MOSCOW – An effort to widen the last 6.5 miles of U.S. Highway 95 between Lewiston and Moscow may be changing course.
The Palouse Ridge Defense Coalition has appealed Idaho Chief U.S. District Judge B. Lynn Winmill’s ruling that the Federal Highway Administration and Idaho Transportation Department complied with federal laws and regulations “by the slimmest margin,” while preparing an environmental impact statement for the highway’s realignment from Thorn Creek to Moscow.
In Aug. 2016, the group sued ITD and the highway administration, claiming they violated the National Environmental Policy Act, executive orders and their own regulations. However, the court ruled in favor of the federal and state departments on Aug. 29.
The coalition appealed Winmill’s decision last month.

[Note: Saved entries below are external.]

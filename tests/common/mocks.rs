//! Mock implementations for testing.
//!
//! In-process stand-ins for the embedding and generation services so the
//! pipeline and chat loop can be exercised without a running Ollama.

use async_trait::async_trait;
use groundwork::llm::{Embedder, LLMClient};
use groundwork::types::{AppError, Result};
use std::sync::atomic::{AtomicUsize, Ordering};
use std::sync::{Arc, Mutex};

/// Mock embedder mapping texts to vectors by keyword.
///
/// The first keyword contained in the text (case-insensitive) decides the
/// vector; texts without a keyword get `fallback`.
///
/// ```ignore
/// let embedder = MockEmbedder::new(vec![("rust", vec![1.0, 0.0])], vec![0.0, 1.0]);
/// ```
#[derive(Clone)]
pub struct MockEmbedder {
    keywords: Vec<(String, Vec<f32>)>,
    fallback: Vec<f32>,
    fail_after: Option<usize>,
    failure: fn(String) -> AppError,
    calls: Arc<AtomicUsize>,
}

impl MockEmbedder {
    pub fn new(keywords: Vec<(&str, Vec<f32>)>, fallback: Vec<f32>) -> Self {
        Self {
            keywords: keywords
                .into_iter()
                .map(|(k, v)| (k.to_lowercase(), v))
                .collect(),
            fallback,
            fail_after: None,
            failure: AppError::LLM,
            calls: Arc::new(AtomicUsize::new(0)),
        }
    }

    /// Succeed for the first `n` calls, then fail with an LLM error.
    pub fn failing_after(mut self, n: usize) -> Self {
        self.fail_after = Some(n);
        self
    }

    /// Fail every call with a timeout.
    pub fn timing_out(mut self) -> Self {
        self.fail_after = Some(0);
        self.failure = AppError::Timeout;
        self
    }

    pub fn calls(&self) -> usize {
        self.calls.load(Ordering::SeqCst)
    }
}

#[async_trait]
impl Embedder for MockEmbedder {
    async fn embed(&self, text: &str) -> Result<Vec<f32>> {
        let call = self.calls.fetch_add(1, Ordering::SeqCst);
        if self.fail_after.is_some_and(|n| call >= n) {
            return Err((self.failure)("Mock embedding failure".to_string()));
        }

        let lowered = text.to_lowercase();
        Ok(self
            .keywords
            .iter()
            .find(|(k, _)| lowered.contains(k.as_str()))
            .map(|(_, v)| v.clone())
            .unwrap_or_else(|| self.fallback.clone()))
    }

    fn model_name(&self) -> &str {
        "mock-embed"
    }
}

/// Mock LLM client returning a fixed answer and recording prompts.
#[derive(Clone)]
pub struct MockLLMClient {
    response: String,
    should_fail: bool,
    prompts: Arc<Mutex<Vec<String>>>,
}

impl MockLLMClient {
    /// Create a new mock client that returns the given response.
    pub fn new(response: &str) -> Self {
        Self {
            response: response.to_string(),
            should_fail: false,
            prompts: Arc::new(Mutex::new(Vec::new())),
        }
    }

    /// Create a mock client that always returns an error.
    pub fn failing() -> Self {
        Self {
            should_fail: true,
            ..Self::new("")
        }
    }

    /// Prompts received so far.
    pub fn prompts(&self) -> Vec<String> {
        self.prompts.lock().unwrap().clone()
    }
}

#[async_trait]
impl LLMClient for MockLLMClient {
    async fn generate(&self, prompt: &str) -> Result<String> {
        self.prompts.lock().unwrap().push(prompt.to_string());
        if self.should_fail {
            return Err(AppError::LLM("Mock LLM failure".to_string()));
        }
        Ok(self.response.clone())
    }

    fn model_name(&self) -> &str {
        "mock-chat"
    }
}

Palouse Ridge Defense Coalition member Steve Flint questions whether officials with the department had the route chosen before any environmental assessment was done, as the route ITD is moving forward with will destroy a large segment of the Palouse Prairie.
The broadleaf plants native to the prairie ecosystem once covered the Palouse before agriculture became introduced to the area. Less than 1 percent of the Palouse Prairie remains today and many of those sections are on rocky portions of hillsides, where the land is too shallow to plow, similar to Paradise Ridge.
Flint said the state’s current route – running nearest the ridge – will introduce noxious weeds that will take over the segment, among the prairie’s largest.
“You lose a native system with all the creatures that go with it,” Flint said.
There are three proposed routes for the widened highway: one to the west, the central route, which is preferred by the coalition, and the eastern route, which was the state’s pick.
Flint said the coalition would prefer the highway realignment to move forward with the central route, as the prairie will not be affected, fewer game will be in the roadway, and fewer homes, wetlands and crops will be impacted.
Ken Helm, ITD project manager, said after widening U.S. 95 from Lewiston to Thorn Creek, the highway has seen a 75 percent drop in fatalities.
“We anticipate the same for the last 6.5 miles (of U.S. 95),” Helm said. “That probably could save three or four fatalities and serious injury accidents per year.”
Flint said he’s not against a four-lane divided highway. It’s necessary, he said. But ITD is trying to put it in the wrong place.
“We’re not out to delay things,” he said. “It’s ITD staying with that eastern route. It’s up to them to make the change.”
It’s unknown when a decision will be made on the appeal, filed to the U.S. Court of Appeals for the 9th Circuit.
Helm said he will continue with the design of the project and evaluating right-of-way appraisals. The project is expected to begin next year and be completed in 2020. A complete description of routes is available at us95thorncreek.com.